*Task objective*:
Starting at the first line of the data below, write out each line exactly until you reach the line containing "impl FromStr for", and include that line too.

---------- Task input ----------

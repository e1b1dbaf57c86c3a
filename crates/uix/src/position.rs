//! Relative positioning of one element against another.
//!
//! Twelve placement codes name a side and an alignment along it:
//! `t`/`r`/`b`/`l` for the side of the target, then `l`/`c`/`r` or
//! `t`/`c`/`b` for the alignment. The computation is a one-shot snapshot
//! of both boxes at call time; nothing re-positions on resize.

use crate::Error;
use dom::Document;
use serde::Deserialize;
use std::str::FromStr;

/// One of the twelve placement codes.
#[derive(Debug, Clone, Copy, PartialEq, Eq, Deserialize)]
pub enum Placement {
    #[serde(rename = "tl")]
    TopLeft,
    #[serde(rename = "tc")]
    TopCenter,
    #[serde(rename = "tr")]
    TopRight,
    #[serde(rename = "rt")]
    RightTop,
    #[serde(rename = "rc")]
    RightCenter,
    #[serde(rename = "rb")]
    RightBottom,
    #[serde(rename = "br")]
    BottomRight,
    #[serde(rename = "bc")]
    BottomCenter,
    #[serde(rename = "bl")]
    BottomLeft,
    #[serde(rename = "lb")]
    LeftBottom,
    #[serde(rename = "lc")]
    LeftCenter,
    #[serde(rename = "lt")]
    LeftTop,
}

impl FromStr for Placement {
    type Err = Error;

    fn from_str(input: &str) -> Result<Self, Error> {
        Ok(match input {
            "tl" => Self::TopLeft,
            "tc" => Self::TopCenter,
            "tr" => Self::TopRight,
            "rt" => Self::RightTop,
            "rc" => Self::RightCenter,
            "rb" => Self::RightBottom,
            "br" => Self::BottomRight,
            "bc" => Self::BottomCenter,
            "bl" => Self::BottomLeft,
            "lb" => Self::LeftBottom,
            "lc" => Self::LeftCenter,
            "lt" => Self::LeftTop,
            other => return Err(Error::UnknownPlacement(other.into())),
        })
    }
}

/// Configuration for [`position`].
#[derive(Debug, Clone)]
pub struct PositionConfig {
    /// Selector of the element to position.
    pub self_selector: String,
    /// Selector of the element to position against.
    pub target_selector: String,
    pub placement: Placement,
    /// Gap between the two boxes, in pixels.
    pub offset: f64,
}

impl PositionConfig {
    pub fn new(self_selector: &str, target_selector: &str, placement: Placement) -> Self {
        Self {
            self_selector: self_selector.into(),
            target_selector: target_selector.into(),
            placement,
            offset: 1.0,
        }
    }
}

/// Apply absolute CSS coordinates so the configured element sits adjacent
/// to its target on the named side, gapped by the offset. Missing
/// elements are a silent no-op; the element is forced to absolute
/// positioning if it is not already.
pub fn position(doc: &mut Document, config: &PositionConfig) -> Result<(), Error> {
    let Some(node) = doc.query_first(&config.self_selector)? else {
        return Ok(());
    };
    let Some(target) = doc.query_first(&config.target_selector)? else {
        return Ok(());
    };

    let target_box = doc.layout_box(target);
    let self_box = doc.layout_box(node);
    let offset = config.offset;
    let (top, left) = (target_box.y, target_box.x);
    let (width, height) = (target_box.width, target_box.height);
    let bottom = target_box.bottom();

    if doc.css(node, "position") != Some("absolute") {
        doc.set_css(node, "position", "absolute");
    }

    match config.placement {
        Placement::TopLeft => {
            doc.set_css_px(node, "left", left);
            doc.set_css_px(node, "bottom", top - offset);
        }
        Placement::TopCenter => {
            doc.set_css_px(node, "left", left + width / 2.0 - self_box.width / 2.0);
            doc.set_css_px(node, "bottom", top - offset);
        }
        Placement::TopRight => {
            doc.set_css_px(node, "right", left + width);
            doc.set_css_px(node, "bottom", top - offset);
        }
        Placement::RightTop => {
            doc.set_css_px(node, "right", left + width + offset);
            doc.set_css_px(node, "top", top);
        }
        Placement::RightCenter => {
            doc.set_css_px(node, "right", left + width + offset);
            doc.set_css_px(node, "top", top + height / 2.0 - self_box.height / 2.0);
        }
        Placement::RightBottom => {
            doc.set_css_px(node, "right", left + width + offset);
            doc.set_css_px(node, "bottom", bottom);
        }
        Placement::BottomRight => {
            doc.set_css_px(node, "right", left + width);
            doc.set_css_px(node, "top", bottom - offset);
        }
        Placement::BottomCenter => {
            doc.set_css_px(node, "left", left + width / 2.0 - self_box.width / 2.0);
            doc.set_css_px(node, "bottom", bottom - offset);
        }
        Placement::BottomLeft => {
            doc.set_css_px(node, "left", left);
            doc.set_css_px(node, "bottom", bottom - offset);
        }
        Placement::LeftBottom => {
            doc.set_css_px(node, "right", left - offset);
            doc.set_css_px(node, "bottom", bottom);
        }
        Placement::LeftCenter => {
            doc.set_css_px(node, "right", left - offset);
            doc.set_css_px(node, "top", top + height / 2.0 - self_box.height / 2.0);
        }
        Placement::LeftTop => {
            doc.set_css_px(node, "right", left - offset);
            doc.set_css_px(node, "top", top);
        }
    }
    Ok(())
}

----------

*Result below*:
repository e1b1dbaf57c86c3a
filename crates/uix/src/position.rs
//! Relative positioning of one element against another.
//!
//! Twelve placement codes name a side and an alignment along it:
//! `t`/`r`/`b`/`l` for the side of the target, then `l`/`c`/`r` or
//! `t`/`c`/`b` for the alignment. The computation is a one-shot snapshot
//! of both boxes at call time; nothing re-positions on resize.

use crate::Error;
use dom::Document;
use serde::Deserialize;
use std::str::FromStr;

/// One of the twelve placement codes.
#[derive(Debug, Clone, Copy, PartialEq, Eq, Deserialize)]
pub enum Placement {
    #[serde(rename = "tl")]
    TopLeft,
    #[serde(rename = "tc")]
    TopCenter,
    #[serde(rename = "tr")]
    TopRight,
    #[serde(rename = "rt")]
    RightTop,
    #[serde(rename = "rc")]
    RightCenter,
    #[serde(rename = "rb")]
    RightBottom,
    #[serde(rename = "br")]
    BottomRight,
    #[serde(rename = "bc")]
    BottomCenter,
    #[serde(rename = "bl")]
    BottomLeft,
    #[serde(rename = "lb")]
    LeftBottom,
    #[serde(rename = "lc")]
    LeftCenter,
    #[serde(rename = "lt")]
    LeftTop,
}

impl FromStr for Placement {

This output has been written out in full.